Which of the lines below mention the word "derive"? Pull each one out.

[TASK MATERIAL Boundary: Start]

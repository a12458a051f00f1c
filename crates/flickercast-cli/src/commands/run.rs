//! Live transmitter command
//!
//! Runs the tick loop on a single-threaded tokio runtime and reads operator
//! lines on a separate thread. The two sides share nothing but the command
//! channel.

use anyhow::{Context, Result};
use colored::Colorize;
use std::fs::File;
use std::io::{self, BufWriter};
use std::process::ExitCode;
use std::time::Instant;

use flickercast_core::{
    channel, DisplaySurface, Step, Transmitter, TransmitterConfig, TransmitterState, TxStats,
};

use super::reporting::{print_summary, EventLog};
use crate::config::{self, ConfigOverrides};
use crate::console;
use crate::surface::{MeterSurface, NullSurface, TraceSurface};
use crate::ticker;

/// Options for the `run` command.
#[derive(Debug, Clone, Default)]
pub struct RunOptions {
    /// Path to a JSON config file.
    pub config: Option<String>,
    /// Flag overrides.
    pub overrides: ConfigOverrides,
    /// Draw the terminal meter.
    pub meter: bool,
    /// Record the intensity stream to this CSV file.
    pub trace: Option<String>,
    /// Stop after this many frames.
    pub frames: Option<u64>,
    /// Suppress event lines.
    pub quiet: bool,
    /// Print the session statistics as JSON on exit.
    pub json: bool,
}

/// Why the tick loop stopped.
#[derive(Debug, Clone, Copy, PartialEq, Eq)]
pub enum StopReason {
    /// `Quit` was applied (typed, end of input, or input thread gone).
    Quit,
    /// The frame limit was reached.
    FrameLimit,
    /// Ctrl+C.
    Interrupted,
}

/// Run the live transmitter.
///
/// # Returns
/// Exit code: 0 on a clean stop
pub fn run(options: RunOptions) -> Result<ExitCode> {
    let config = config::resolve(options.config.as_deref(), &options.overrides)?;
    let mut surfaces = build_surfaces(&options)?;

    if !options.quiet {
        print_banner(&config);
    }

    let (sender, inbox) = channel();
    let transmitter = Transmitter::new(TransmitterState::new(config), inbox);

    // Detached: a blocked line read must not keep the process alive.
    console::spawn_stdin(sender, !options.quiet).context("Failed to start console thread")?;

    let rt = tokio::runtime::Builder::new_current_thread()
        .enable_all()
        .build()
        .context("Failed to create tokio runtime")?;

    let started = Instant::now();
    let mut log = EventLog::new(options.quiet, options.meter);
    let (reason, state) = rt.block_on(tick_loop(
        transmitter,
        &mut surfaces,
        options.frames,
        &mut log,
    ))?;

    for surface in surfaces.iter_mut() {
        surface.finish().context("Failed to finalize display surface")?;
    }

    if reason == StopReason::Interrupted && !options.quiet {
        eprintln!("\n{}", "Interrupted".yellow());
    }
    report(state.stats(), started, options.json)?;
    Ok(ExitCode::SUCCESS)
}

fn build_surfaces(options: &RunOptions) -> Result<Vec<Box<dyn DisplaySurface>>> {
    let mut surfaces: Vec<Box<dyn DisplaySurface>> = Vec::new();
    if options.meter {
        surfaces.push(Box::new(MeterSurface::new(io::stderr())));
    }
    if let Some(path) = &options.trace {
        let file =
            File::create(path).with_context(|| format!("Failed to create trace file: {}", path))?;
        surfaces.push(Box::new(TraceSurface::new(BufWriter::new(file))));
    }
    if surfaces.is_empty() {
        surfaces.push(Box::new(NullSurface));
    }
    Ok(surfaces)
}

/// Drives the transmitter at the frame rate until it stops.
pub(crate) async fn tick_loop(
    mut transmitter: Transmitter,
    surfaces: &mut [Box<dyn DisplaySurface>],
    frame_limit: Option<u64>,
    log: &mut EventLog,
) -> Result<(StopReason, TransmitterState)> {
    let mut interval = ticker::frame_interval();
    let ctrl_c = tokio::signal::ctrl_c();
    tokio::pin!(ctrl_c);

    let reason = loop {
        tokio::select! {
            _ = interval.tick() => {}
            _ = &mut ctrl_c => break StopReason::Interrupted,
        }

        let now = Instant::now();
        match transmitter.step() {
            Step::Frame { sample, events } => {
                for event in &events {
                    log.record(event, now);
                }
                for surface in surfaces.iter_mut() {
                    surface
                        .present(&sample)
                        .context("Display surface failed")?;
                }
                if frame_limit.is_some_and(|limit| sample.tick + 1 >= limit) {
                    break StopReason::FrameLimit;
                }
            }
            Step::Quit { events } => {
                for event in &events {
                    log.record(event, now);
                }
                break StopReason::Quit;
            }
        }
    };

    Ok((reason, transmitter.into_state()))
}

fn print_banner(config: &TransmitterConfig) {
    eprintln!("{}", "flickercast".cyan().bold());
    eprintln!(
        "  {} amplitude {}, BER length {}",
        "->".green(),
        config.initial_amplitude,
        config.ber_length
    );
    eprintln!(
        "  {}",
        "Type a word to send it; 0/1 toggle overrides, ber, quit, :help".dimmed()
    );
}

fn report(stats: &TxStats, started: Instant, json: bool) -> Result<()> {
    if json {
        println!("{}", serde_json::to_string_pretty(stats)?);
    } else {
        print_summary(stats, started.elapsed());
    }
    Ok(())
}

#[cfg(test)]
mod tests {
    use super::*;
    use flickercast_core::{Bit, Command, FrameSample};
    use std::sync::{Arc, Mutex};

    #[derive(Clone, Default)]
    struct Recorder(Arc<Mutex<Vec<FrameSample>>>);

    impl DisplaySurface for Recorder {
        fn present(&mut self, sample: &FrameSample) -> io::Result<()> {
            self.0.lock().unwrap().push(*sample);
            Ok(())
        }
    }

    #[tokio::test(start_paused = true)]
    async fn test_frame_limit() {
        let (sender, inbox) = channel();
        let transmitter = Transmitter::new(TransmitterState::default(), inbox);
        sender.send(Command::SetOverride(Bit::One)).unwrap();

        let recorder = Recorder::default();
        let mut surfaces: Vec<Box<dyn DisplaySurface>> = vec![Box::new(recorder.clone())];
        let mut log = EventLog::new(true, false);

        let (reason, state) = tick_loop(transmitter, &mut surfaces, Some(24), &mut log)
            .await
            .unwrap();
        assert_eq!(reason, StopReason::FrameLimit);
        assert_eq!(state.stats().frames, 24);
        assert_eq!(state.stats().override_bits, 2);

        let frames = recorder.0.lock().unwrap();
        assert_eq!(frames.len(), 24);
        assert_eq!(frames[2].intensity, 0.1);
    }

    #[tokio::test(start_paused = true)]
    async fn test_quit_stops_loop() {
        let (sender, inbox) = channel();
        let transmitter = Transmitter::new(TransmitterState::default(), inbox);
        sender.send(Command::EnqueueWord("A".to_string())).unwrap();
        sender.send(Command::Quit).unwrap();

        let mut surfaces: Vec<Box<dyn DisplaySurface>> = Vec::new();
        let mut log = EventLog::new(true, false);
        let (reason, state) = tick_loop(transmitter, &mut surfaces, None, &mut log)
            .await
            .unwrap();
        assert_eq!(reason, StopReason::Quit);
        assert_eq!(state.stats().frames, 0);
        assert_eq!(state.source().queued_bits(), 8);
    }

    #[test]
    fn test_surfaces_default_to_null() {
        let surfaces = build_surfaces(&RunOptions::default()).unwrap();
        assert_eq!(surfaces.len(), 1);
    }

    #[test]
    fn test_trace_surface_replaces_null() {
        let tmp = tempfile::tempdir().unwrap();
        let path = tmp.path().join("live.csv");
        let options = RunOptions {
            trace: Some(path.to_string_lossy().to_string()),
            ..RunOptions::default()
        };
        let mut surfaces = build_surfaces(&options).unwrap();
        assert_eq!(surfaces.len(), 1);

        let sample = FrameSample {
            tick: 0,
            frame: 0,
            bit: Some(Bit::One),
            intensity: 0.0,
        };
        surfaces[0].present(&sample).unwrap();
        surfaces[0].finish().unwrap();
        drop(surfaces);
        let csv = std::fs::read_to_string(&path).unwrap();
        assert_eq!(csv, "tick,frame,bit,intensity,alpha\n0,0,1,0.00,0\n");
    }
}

[TASK MATERIAL Boundary: End]
[TASK MATERIAL Boundary: Start]

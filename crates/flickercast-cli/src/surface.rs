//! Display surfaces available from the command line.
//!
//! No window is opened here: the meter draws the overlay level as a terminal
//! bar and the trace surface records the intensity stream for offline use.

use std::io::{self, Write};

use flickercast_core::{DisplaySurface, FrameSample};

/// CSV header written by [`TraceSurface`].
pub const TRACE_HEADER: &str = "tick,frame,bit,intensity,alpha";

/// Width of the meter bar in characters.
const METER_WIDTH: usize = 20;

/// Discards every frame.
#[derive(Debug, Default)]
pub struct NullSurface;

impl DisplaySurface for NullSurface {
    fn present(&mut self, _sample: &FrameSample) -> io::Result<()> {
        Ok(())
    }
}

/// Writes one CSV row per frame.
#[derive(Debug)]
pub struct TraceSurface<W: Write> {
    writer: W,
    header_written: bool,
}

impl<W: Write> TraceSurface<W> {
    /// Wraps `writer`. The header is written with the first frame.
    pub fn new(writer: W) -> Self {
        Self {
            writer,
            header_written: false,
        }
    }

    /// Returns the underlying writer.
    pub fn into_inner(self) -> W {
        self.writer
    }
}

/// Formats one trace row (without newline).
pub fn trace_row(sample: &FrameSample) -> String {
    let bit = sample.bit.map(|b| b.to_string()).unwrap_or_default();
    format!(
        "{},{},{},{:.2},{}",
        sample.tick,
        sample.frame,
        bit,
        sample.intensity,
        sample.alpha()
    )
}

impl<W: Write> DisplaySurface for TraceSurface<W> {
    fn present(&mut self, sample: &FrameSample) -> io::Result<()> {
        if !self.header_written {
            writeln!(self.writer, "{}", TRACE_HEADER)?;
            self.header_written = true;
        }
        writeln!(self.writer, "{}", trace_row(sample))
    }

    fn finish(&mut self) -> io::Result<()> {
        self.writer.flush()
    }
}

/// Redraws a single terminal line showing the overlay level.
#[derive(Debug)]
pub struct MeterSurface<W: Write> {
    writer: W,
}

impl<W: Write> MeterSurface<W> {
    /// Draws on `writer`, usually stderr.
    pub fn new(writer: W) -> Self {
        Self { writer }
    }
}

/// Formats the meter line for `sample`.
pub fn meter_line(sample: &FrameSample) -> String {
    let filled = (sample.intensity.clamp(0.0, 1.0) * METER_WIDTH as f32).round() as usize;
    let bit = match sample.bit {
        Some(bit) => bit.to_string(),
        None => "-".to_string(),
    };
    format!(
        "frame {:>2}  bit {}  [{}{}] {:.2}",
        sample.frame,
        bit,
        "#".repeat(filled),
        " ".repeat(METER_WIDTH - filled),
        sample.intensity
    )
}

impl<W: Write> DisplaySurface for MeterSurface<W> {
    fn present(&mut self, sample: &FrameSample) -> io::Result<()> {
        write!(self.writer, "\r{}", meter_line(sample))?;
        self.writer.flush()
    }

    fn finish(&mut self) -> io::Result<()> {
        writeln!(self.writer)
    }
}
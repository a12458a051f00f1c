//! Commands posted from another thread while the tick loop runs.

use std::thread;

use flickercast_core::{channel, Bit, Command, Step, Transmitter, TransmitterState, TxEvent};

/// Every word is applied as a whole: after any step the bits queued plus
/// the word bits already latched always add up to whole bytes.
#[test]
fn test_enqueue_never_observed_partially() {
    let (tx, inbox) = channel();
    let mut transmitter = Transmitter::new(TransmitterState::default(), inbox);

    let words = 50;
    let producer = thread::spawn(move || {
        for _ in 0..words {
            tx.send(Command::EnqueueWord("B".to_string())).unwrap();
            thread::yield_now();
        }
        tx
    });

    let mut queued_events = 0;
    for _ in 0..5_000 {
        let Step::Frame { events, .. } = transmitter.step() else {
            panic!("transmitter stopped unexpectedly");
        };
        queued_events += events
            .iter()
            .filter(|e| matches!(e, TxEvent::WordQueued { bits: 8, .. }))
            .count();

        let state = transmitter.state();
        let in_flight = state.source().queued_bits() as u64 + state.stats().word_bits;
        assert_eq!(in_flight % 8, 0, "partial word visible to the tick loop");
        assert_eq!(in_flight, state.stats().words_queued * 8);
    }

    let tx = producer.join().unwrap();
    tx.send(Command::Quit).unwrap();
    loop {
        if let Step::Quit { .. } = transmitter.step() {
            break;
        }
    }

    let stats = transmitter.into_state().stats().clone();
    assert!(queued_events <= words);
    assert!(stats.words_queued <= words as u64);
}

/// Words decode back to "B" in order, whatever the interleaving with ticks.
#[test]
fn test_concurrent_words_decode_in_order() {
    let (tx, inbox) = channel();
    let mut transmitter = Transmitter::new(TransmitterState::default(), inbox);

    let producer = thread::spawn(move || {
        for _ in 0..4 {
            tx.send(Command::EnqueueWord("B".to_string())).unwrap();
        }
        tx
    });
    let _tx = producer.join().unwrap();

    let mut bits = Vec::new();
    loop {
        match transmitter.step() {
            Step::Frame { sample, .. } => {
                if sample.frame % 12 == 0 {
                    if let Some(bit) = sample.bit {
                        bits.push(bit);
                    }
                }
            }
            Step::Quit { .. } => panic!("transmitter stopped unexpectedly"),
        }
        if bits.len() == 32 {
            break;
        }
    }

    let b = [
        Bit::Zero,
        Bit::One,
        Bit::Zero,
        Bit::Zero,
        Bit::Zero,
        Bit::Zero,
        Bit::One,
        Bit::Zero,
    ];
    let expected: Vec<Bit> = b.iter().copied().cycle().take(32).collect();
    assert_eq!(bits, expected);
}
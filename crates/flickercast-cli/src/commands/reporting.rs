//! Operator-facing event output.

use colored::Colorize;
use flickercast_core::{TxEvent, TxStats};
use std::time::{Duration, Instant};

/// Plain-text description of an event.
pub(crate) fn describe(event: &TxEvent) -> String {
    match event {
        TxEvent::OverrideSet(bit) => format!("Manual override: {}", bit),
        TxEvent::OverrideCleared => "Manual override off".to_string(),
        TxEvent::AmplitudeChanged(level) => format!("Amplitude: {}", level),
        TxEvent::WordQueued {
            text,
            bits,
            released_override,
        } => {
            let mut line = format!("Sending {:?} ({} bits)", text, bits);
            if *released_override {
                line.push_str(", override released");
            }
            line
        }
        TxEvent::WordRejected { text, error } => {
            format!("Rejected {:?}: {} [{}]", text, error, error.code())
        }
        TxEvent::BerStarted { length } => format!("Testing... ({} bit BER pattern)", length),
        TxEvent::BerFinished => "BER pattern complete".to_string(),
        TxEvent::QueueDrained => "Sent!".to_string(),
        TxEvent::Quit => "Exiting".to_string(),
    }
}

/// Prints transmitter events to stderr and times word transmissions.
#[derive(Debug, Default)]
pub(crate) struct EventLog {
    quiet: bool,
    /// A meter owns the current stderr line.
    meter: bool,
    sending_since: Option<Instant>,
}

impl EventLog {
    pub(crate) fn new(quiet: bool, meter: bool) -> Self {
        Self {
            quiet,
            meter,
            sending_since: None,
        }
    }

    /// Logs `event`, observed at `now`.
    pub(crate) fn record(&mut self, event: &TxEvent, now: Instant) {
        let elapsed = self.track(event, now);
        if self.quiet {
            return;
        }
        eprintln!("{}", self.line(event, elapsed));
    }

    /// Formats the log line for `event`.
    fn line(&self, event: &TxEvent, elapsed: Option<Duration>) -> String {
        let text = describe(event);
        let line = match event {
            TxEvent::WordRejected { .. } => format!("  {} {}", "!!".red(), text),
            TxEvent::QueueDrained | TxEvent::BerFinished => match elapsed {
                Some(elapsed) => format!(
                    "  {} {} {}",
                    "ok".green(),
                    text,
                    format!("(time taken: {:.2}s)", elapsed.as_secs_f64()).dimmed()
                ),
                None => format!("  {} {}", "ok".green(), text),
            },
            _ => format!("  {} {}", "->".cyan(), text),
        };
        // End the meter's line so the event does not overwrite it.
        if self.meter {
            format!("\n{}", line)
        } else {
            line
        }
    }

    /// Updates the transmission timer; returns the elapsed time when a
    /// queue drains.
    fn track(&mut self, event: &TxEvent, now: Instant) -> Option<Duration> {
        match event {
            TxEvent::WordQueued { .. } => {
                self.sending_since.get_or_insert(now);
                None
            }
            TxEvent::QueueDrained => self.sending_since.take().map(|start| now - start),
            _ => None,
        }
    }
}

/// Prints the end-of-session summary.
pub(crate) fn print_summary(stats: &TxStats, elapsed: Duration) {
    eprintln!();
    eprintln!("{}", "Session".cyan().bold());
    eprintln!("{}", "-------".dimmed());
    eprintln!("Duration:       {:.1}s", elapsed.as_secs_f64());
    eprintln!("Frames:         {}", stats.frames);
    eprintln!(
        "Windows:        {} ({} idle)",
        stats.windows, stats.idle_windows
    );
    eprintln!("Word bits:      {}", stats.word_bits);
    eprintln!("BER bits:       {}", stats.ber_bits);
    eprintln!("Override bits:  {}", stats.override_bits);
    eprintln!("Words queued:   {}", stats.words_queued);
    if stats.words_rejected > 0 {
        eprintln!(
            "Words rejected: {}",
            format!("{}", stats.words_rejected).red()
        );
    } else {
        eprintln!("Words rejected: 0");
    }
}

[TASK MATERIAL Boundary: End]

**SOLUTION TO THE EXERCISE:**
#[derive(Debug, Clone, Default)]
#[derive(Debug, Clone, Copy, PartialEq, Eq)]
    #[derive(Clone, Default)]
#[derive(Debug, Default)]
#[derive(Debug)]
#[derive(Debug)]
#[derive(Debug, Default)]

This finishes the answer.